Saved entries
++++++
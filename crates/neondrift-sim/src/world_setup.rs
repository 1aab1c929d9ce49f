//! Craft setup — explicit fallible initialization.
//!
//! A missing body, collider, or probe anchor is a recoverable setup defect:
//! a safe default is substituted and the substitution is reported, never
//! interleaved with the simulation loop.

use glam::DVec3;
use hecs::{Entity, World};
use serde::{Deserialize, Serialize};

use neondrift_core::components::{ColliderExtents, Craft, HoverState, ProbeAnchor, RigidBody};
use neondrift_core::constants::{CRAFT_HALF_EXTENTS, CRAFT_MASS, HOVER_HEIGHT, PROBE_ANCHOR_DROP};
use neondrift_core::types::{Orientation, Position, Velocity};

/// What the caller supplies to build a craft. Everything optional is
/// defaulted and the substitution reported.
#[derive(Debug, Clone, Default, Serialize, Deserialize)]
pub struct CraftSpec {
    /// Spawn position; defaults to hover height over the track start.
    pub position: Option<Position>,
    pub mass: Option<f64>,
    pub collider_half_extents: Option<[f64; 3]>,
    /// Ground-probe ray origin, relative to the craft origin. Falls back to
    /// a point just below the origin.
    pub probe_anchor: Option<[f64; 3]>,
}

/// Which defaults were substituted during setup.
#[derive(Debug, Clone, Default, Serialize, Deserialize)]
pub struct SetupReport {
    pub default_position: bool,
    pub default_body: bool,
    pub default_collider: bool,
    pub default_probe_anchor: bool,
}

impl SetupReport {
    /// Names of every substituted default, for a one-line session-start log.
    pub fn substitutions(&self) -> Vec<&'static str> {
        let mut subs = Vec::new();
        if self.default_position {
            subs.push("position");
        }
        if self.default_body {
            subs.push("body");
        }
        if self.default_collider {
            subs.push("collider");
        }
        if self.default_probe_anchor {
            subs.push("probe-anchor");
        }
        subs
    }

    pub fn is_clean(&self) -> bool {
        self.substitutions().is_empty()
    }
}

/// Spawn the craft, substituting defaults for anything the spec omits.
/// Runs once before the simulation loop starts.
pub fn spawn_craft(world: &mut World, spec: &CraftSpec) -> (Entity, SetupReport) {
    let mut report = SetupReport::default();

    let position = spec.position.unwrap_or_else(|| {
        report.default_position = true;
        Position::new(0.0, HOVER_HEIGHT, 0.0)
    });

    let mass = spec.mass.unwrap_or_else(|| {
        report.default_body = true;
        CRAFT_MASS
    });

    let half = spec.collider_half_extents.unwrap_or_else(|| {
        report.default_collider = true;
        CRAFT_HALF_EXTENTS
    });

    let anchor = spec.probe_anchor.unwrap_or_else(|| {
        report.default_probe_anchor = true;
        [0.0, -PROBE_ANCHOR_DROP, 0.0]
    });

    let entity = world.spawn((
        Craft,
        position,
        Velocity::default(),
        Orientation::default(),
        RigidBody {
            mass,
            force: DVec3::ZERO,
            freeze_pitch_yaw: true,
        },
        ColliderExtents {
            half: DVec3::from_array(half),
        },
        ProbeAnchor {
            offset: DVec3::from_array(anchor),
        },
        HoverState::default(),
    ));

    (entity, report)
}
++++++
Return, exactly as written, only those lines that run from the one with "the spec omits." to the last line of the data, both of those lines included.

/// Spawn the craft, substituting defaults for anything the spec omits.
/// Runs once before the simulation loop starts.
pub fn spawn_craft(world: &mut World, spec: &CraftSpec) -> (Entity, SetupReport) {
    let mut report = SetupReport::default();

    let position = spec.position.unwrap_or_else(|| {
        report.default_position = true;
        Position::new(0.0, HOVER_HEIGHT, 0.0)
    });

    let mass = spec.mass.unwrap_or_else(|| {
        report.default_body = true;
        CRAFT_MASS
    });

    let half = spec.collider_half_extents.unwrap_or_else(|| {
        report.default_collider = true;
        CRAFT_HALF_EXTENTS
    });

    let anchor = spec.probe_anchor.unwrap_or_else(|| {
        report.default_probe_anchor = true;
        [0.0, -PROBE_ANCHOR_DROP, 0.0]
    });

    let entity = world.spawn((
        Craft,
        position,
        Velocity::default(),
        Orientation::default(),
        RigidBody {
            mass,
            force: DVec3::ZERO,
            freeze_pitch_yaw: true,
        },
        ColliderExtents {
            half: DVec3::from_array(half),
        },
        ProbeAnchor {
            offset: DVec3::from_array(anchor),
        },
        HoverState::default(),
    ));

    (entity, report)
}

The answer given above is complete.